The Supreme Court Monday ruled that the case challenging the Obamacare law’s contraceptive mandate should be sent back to the lower courts.
Obamacare requires all health insurance plans to include coverage of contraception, but the Obama administration allows religious nonprofits who object to the mandate to fill out an exemption form. A group of religious nonprofits, including the Little Sisters of the Poor, believe that filling out the exemption form is a burden to their religion and begins the process for staffers to get contraceptive coverage from outside their plans.
The Supreme Court declined to rule on the merits of the nonprofits’ lawsuit, known as Zubik v. Burwell, and urged lower courts to find an appropriate compromise.
“The parties may address other proposals along similar lines, avoiding repetition of discussion in prior briefing,” said the court’s order.

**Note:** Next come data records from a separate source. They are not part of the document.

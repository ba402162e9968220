//! Binding store to keymap text

use super::names::{action_name, channel_name, controller_name, key_name, note_name, op_name};
use super::parser::parse_event;
use crate::action::{code, ActionEvent};
use crate::store::{BindingStore, SettingsGroup, DEFAULT_VELOCITY};
use crate::version::Version;

const EOL: &str = "\r\n";

fn push_line(out: &mut String, line: &str) {
    out.push_str(line);
    out.push_str(EOL);
}

fn key_text(key: u8) -> String {
    key_name(key).map(str::to_string).unwrap_or_else(|| format!("${:02X}", key))
}

fn channel_text(ch: u8) -> String {
    channel_name(ch).map(str::to_string).unwrap_or_else(|| ch.to_string())
}

fn note_text(note: u8) -> String {
    note_name(note).map(str::to_string).unwrap_or_else(|| note.to_string())
}

/// Named form of an event; may not parse back to the same bytes
fn typed_event(event: &ActionEvent) -> Option<String> {
    let ActionEvent { action, arg1, arg2, arg3 } = *event;

    if action & 0xF0 == 0xB0 {
        let id = controller_name(arg1).map(str::to_string).unwrap_or_else(|| arg1.to_string());
        return Some(format!("Controller {} {} {}", channel_text(action & 0x0F), id, arg2));
    }

    let name = action_name(action)?;
    let text = match action {
        code::NOTE_ON | code::NOTE_OFF | code::NOTE_PRESSURE => {
            let default = if action == code::NOTE_OFF { 0 } else { DEFAULT_VELOCITY };
            let mut text = format!("{} {} {}", name, channel_text(arg1), note_text(arg2));
            if arg3 != default {
                text.push_str(&format!(" {}", arg3));
            }
            text
        }
        code::CHANNEL => {
            let value = if arg3 < 16 { channel_text(arg3) } else { arg3.to_string() };
            format!("{} {} {} {}", name, channel_text(arg1), op_name(arg2)?, value)
        }
        code::PRESSURE
        | code::PITCH
        | code::PROGRAM
        | code::BANK_MSB
        | code::BANK_LSB
        | code::SUSTAIN
        | code::OCTAVE
        | code::TRANSPOSE
        | code::VELOCITY => {
            format!("{} {} {} {}", name, channel_text(arg1), op_name(arg2)?, arg3 as i8)
        }
        code::KEY_SIGNATURE | code::SETTING_GROUP => {
            format!("{} {} {}", name, op_name(arg1)?, arg2 as i8)
        }
        code::VOLUME => format!("{} {} {}", name, op_name(arg1)?, arg2),
        code::SETTING_GROUP_COUNT => format!("{} {}", name, arg1),
        _ => name.to_string(),
    };
    Some(text)
}

/// Text for one event at the current version
///
/// The named form is used only when it parses back to identical bytes;
/// anything else is written as a `Midi $aabbccdd` literal.
pub fn format_event(event: &ActionEvent) -> String {
    typed_event(event)
        .filter(|text| parse_event(text, Version::CURRENT) == Some(*event))
        .unwrap_or_else(|| format!("Midi ${}", hex::encode(event.to_bytes())))
}

fn write_group(out: &mut String, group: &SettingsGroup) {
    if group.key_signature != 0 {
        push_line(out, &format!("KeySignature {}", group.key_signature));
    }

    for (ch, params) in group.channels.iter().enumerate() {
        let ch_text = channel_text(ch as u8);
        if params.octave != 0 {
            push_line(out, &format!("Octshift {} {}", ch_text, params.octave));
        }
        if params.transpose != 0 {
            push_line(out, &format!("Transpose {} {}", ch_text, params.transpose));
        }
        if params.velocity != DEFAULT_VELOCITY {
            push_line(out, &format!("Velocity {} {}", ch_text, params.velocity));
        }
        if params.channel != 0 {
            push_line(out, &format!("Channel {} {}", ch_text, channel_text(params.channel)));
        }
        if let Some(program) = params.program {
            push_line(out, &format!("Program {} {}", ch_text, program));
        }
        for (id, value) in params.controllers.iter().enumerate() {
            if let Some(value) = value {
                let id = id as u8;
                let name = controller_name(id).map(str::to_string).unwrap_or_else(|| id.to_string());
                push_line(out, &format!("Controller {} {} {}", ch_text, name, value));
            }
        }
    }

    for (key, binding) in group.keys.iter().enumerate() {
        let key = key_text(key as u8);
        for event in &binding.keydown {
            push_line(out, &format!("Keydown {:<12} {}", key, format_event(event)));
        }
        for event in &binding.keyup {
            push_line(out, &format!("Keyup   {:<12} {}", key, format_event(event)));
        }
        if let Some(label) = &binding.label {
            push_line(out, &format!("Label   {:<12} {}", key, label));
        }
    }
}

/// Serialize the whole store, every group included
pub fn serialize(store: &BindingStore) -> String {
    let mut out = String::new();
    push_line(&mut out, &format!("FreePiano {}", Version::CURRENT));
    push_line(&mut out, &format!("GroupCount {}", store.group_count()));

    for (index, group) in store.groups().iter().enumerate() {
        out.push_str(EOL);
        push_line(&mut out, &format!("Group {}", index));
        write_group(&mut out, group);
    }

    if store.current_group() + 1 != store.group_count() {
        out.push_str(EOL);
        push_line(&mut out, &format!("Group {}", store.current_group()));
    }
    out
}
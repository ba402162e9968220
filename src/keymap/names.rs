//! Name tables for keymap tokens
//!
//! Tables are ordered: lookups by name take the first case-insensitive match
//! and lookups by value return the first entry, so the canonical name of a
//! value is listed before its aliases.

use std::sync::OnceLock;

use crate::action::{code, ValueOp};

pub type NameTable = [(&'static str, u8)];

/// Value for `token` in `table`
pub fn lookup<S: AsRef<str>>(table: &[(S, u8)], token: &str) -> Option<u8> {
    table
        .iter()
        .find(|(name, _)| name.as_ref().eq_ignore_ascii_case(token))
        .map(|(_, value)| *value)
}

/// Canonical name of `value` in `table`
pub fn name_of<S: AsRef<str>>(table: &[(S, u8)], value: u8) -> Option<&str> {
    table
        .iter()
        .find(|(_, v)| *v == value)
        .map(|(name, _)| name.as_ref())
}

/// DirectInput scan codes
pub static KEYS: &NameTable = &[
    ("Esc", 0x01),
    ("1", 0x02),
    ("2", 0x03),
    ("3", 0x04),
    ("4", 0x05),
    ("5", 0x06),
    ("6", 0x07),
    ("7", 0x08),
    ("8", 0x09),
    ("9", 0x0A),
    ("0", 0x0B),
    ("Minus", 0x0C),
    ("Equals", 0x0D),
    ("Backspace", 0x0E),
    ("Tab", 0x0F),
    ("Q", 0x10),
    ("W", 0x11),
    ("E", 0x12),
    ("R", 0x13),
    ("T", 0x14),
    ("Y", 0x15),
    ("U", 0x16),
    ("I", 0x17),
    ("O", 0x18),
    ("P", 0x19),
    ("LeftBracket", 0x1A),
    ("RightBracket", 0x1B),
    ("Enter", 0x1C),
    ("Ctrl", 0x1D),
    ("A", 0x1E),
    ("S", 0x1F),
    ("D", 0x20),
    ("F", 0x21),
    ("G", 0x22),
    ("H", 0x23),
    ("J", 0x24),
    ("K", 0x25),
    ("L", 0x26),
    ("Semicolon", 0x27),
    ("Apostrophe", 0x28),
    ("Grave", 0x29),
    ("Shift", 0x2A),
    ("Backslash", 0x2B),
    ("Z", 0x2C),
    ("X", 0x2D),
    ("C", 0x2E),
    ("V", 0x2F),
    ("B", 0x30),
    ("N", 0x31),
    ("M", 0x32),
    ("Comma", 0x33),
    ("Period", 0x34),
    ("Slash", 0x35),
    ("RightShift", 0x36),
    ("NumMultiply", 0x37),
    ("Alt", 0x38),
    ("Space", 0x39),
    ("CapsLock", 0x3A),
    ("F1", 0x3B),
    ("F2", 0x3C),
    ("F3", 0x3D),
    ("F4", 0x3E),
    ("F5", 0x3F),
    ("F6", 0x40),
    ("F7", 0x41),
    ("F8", 0x42),
    ("F9", 0x43),
    ("F10", 0x44),
    ("NumLock", 0x45),
    ("ScrollLock", 0x46),
    ("Num7", 0x47),
    ("Num8", 0x48),
    ("Num9", 0x49),
    ("NumSubtract", 0x4A),
    ("Num4", 0x4B),
    ("Num5", 0x4C),
    ("Num6", 0x4D),
    ("NumAdd", 0x4E),
    ("Num1", 0x4F),
    ("Num2", 0x50),
    ("Num3", 0x51),
    ("Num0", 0x52),
    ("NumDecimal", 0x53),
    ("F11", 0x57),
    ("F12", 0x58),
    ("NumEnter", 0x9C),
    ("RightCtrl", 0x9D),
    ("NumDivide", 0xB5),
    ("PrintScreen", 0xB7),
    ("RightAlt", 0xB8),
    ("Pause", 0xC5),
    ("Home", 0xC7),
    ("Up", 0xC8),
    ("PageUp", 0xC9),
    ("Left", 0xCB),
    ("Right", 0xCD),
    ("End", 0xCF),
    ("Down", 0xD0),
    ("PageDown", 0xD1),
    ("Insert", 0xD2),
    ("Delete", 0xD3),
    ("Win", 0xDB),
    ("RightWin", 0xDC),
    ("Apps", 0xDD),
    ("Power", 0xDE),
    ("Sleep", 0xDF),
    ("Wake", 0xE3),
    // aliases
    ("Escape", 0x01),
    ("Back", 0x0E),
    ("Return", 0x1C),
    ("LeftCtrl", 0x1D),
    ("LeftShift", 0x2A),
    ("LeftAlt", 0x38),
    ("Caps", 0x3A),
    ("SysRq", 0xB7),
    ("PgUp", 0xC9),
    ("PgDn", 0xD1),
    ("Ins", 0xD2),
    ("Del", 0xD3),
    ("LeftWin", 0xDB),
    ("Menu", 0xDD),
];

/// General MIDI controller numbers
pub static CONTROLLERS: &NameTable = &[
    ("BankSelect", 0x00),
    ("Modulation", 0x01),
    ("BreathControl", 0x02),
    ("FootPedal", 0x04),
    ("Portamento", 0x05),
    ("DataEntry", 0x06),
    ("MainVolume", 0x07),
    ("Balance", 0x08),
    ("Pan", 0x0A),
    ("Expression", 0x0B),
    ("EffectSelector1", 0x0C),
    ("EffectSelector2", 0x0D),
    ("GeneralPurpose1", 0x10),
    ("GeneralPurpose2", 0x11),
    ("GeneralPurpose3", 0x12),
    ("GeneralPurpose4", 0x13),
    ("SustainPedal", 0x40),
    ("PortamentoPedal", 0x41),
    ("SostenutoPedal", 0x42),
    ("SoftPedal", 0x43),
    ("LegatoPedal", 0x44),
    ("Hold2", 0x45),
    ("SoundController1", 0x46),
    ("SoundController2", 0x47),
    ("SoundController3", 0x48),
    ("SoundController4", 0x49),
    ("SoundController5", 0x4A),
    ("SoundController6", 0x4B),
    ("SoundController7", 0x4C),
    ("SoundController8", 0x4D),
    ("SoundController9", 0x4E),
    ("SoundController10", 0x4F),
    ("DataIncrement", 0x60),
    ("DataDecrement", 0x61),
    ("NRPNLSB", 0x62),
    ("NRPNMSB", 0x63),
    ("RPNLSB", 0x64),
    ("RPNMSB", 0x65),
    ("AllSoundsOff", 0x78),
    ("ResetAllControllers", 0x79),
    ("LocalControlOnOff", 0x7A),
    ("AllNotesOff", 0x7B),
    ("OmniModeOff", 0x7C),
    ("OmniModeOn", 0x7D),
    ("MonoModeOn", 0x7E),
    ("PolyModeOn", 0x7F),
];

/// Channel names; `Left`/`Right` are the two hands of a split keyboard
pub static CHANNELS: &NameTable = &[
    ("Ch_0", 0),
    ("Ch_1", 1),
    ("Ch_2", 2),
    ("Ch_3", 3),
    ("Ch_4", 4),
    ("Ch_5", 5),
    ("Ch_6", 6),
    ("Ch_7", 7),
    ("Ch_8", 8),
    ("Ch_9", 9),
    ("Ch_10", 10),
    ("Ch_11", 11),
    ("Ch_12", 12),
    ("Ch_13", 13),
    ("Ch_14", 14),
    ("Ch_15", 15),
    ("Left", 0),
    ("Right", 1),
];

pub static OPS: &NameTable = &[
    ("Set", ValueOp::SET.0),
    ("Inc", ValueOp::INC.0),
    ("Dec", ValueOp::DEC.0),
    ("Flip", ValueOp::FLIP.0),
    ("Press", ValueOp::PRESS.0),
    ("Set10", ValueOp::SET10.0),
    ("Set1", ValueOp::SET1.0),
    ("SyncSet", ValueOp::SET.0 | ValueOp::SYNC_FLAG),
    ("SyncInc", ValueOp::INC.0 | ValueOp::SYNC_FLAG),
    ("SyncDec", ValueOp::DEC.0 | ValueOp::SYNC_FLAG),
    ("SyncFlip", ValueOp::FLIP.0 | ValueOp::SYNC_FLAG),
    ("SyncPress", ValueOp::PRESS.0 | ValueOp::SYNC_FLAG),
    ("SyncSet10", ValueOp::SET10.0 | ValueOp::SYNC_FLAG),
    ("SyncSet1", ValueOp::SET1.0 | ValueOp::SYNC_FLAG),
];

/// Event keywords that map directly onto an action code
pub static ACTIONS: &NameTable = &[
    ("Note", code::NOTE_ON),
    ("NoteOff", code::NOTE_OFF),
    ("NotePressure", code::NOTE_PRESSURE),
    ("Pressure", code::PRESSURE),
    ("Pitch", code::PITCH),
    ("Program", code::PROGRAM),
    ("BankMSB", code::BANK_MSB),
    ("BankLSB", code::BANK_LSB),
    ("Sustain", code::SUSTAIN),
    ("Octshift", code::OCTAVE),
    ("Transpose", code::TRANSPOSE),
    ("Velocity", code::VELOCITY),
    ("Channel", code::CHANNEL),
    ("KeySignature", code::KEY_SIGNATURE),
    ("Volume", code::VOLUME),
    ("Group", code::SETTING_GROUP),
    ("GroupCount", code::SETTING_GROUP_COUNT),
    ("Play", code::PLAY),
    ("Record", code::RECORD),
    ("Stop", code::STOP),
    ("NoteOn", code::NOTE_ON),
    ("Octave", code::OCTAVE),
];

const PITCH_CLASSES: [&str; 12] = ["C", "C#", "D", "D#", "E", "F", "F#", "G", "G#", "A", "A#", "B"];

/// Highest note number with a name (`G#10`)
pub const NOTE_MAX: u8 = 140;

/// Note names from `C-1` (0) to `G#10` (140); `C4` is 60
pub fn notes() -> &'static [(String, u8)] {
    static NOTES: OnceLock<Vec<(String, u8)>> = OnceLock::new();
    NOTES.get_or_init(|| {
        (0..=NOTE_MAX)
            .map(|n| {
                let octave = n as i32 / 12 - 1;
                (format!("{}{}", PITCH_CLASSES[n as usize % 12], octave), n)
            })
            .collect()
    })
}

pub fn key_code(name: &str) -> Option<u8> {
    lookup(KEYS, name)
}

pub fn key_name(code: u8) -> Option<&'static str> {
    name_of(KEYS, code)
}

pub fn note_code(name: &str) -> Option<u8> {
    lookup(notes(), name)
}

pub fn note_name(note: u8) -> Option<&'static str> {
    name_of(notes(), note)
}

pub fn controller_name(id: u8) -> Option<&'static str> {
    name_of(CONTROLLERS, id)
}

pub fn op_name(op: u8) -> Option<&'static str> {
    name_of(OPS, op)
}

pub fn action_name(action: u8) -> Option<&'static str> {
    name_of(ACTIONS, action)
}

pub fn channel_name(channel: u8) -> Option<&'static str> {
    name_of(CHANNELS, channel)
}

“We are very encouraged by the Court’s decision, which is an important win for the Little Sisters. The Court has recognized that the government changed its position,” said Mark Rienzi, senior counsel at the Becket Fund for Religious Liberty and lead Becket attorney for the Little Sisters of the Poor. “It is crucial that the Justices unanimously ordered the government not to impose these fines and indicated that the government doesn’t need any notice to figure out what should now be obvious—the Little Sisters respectfully object. There is still work to be done, but today’s decision indicates that we will ultimately prevail in court.”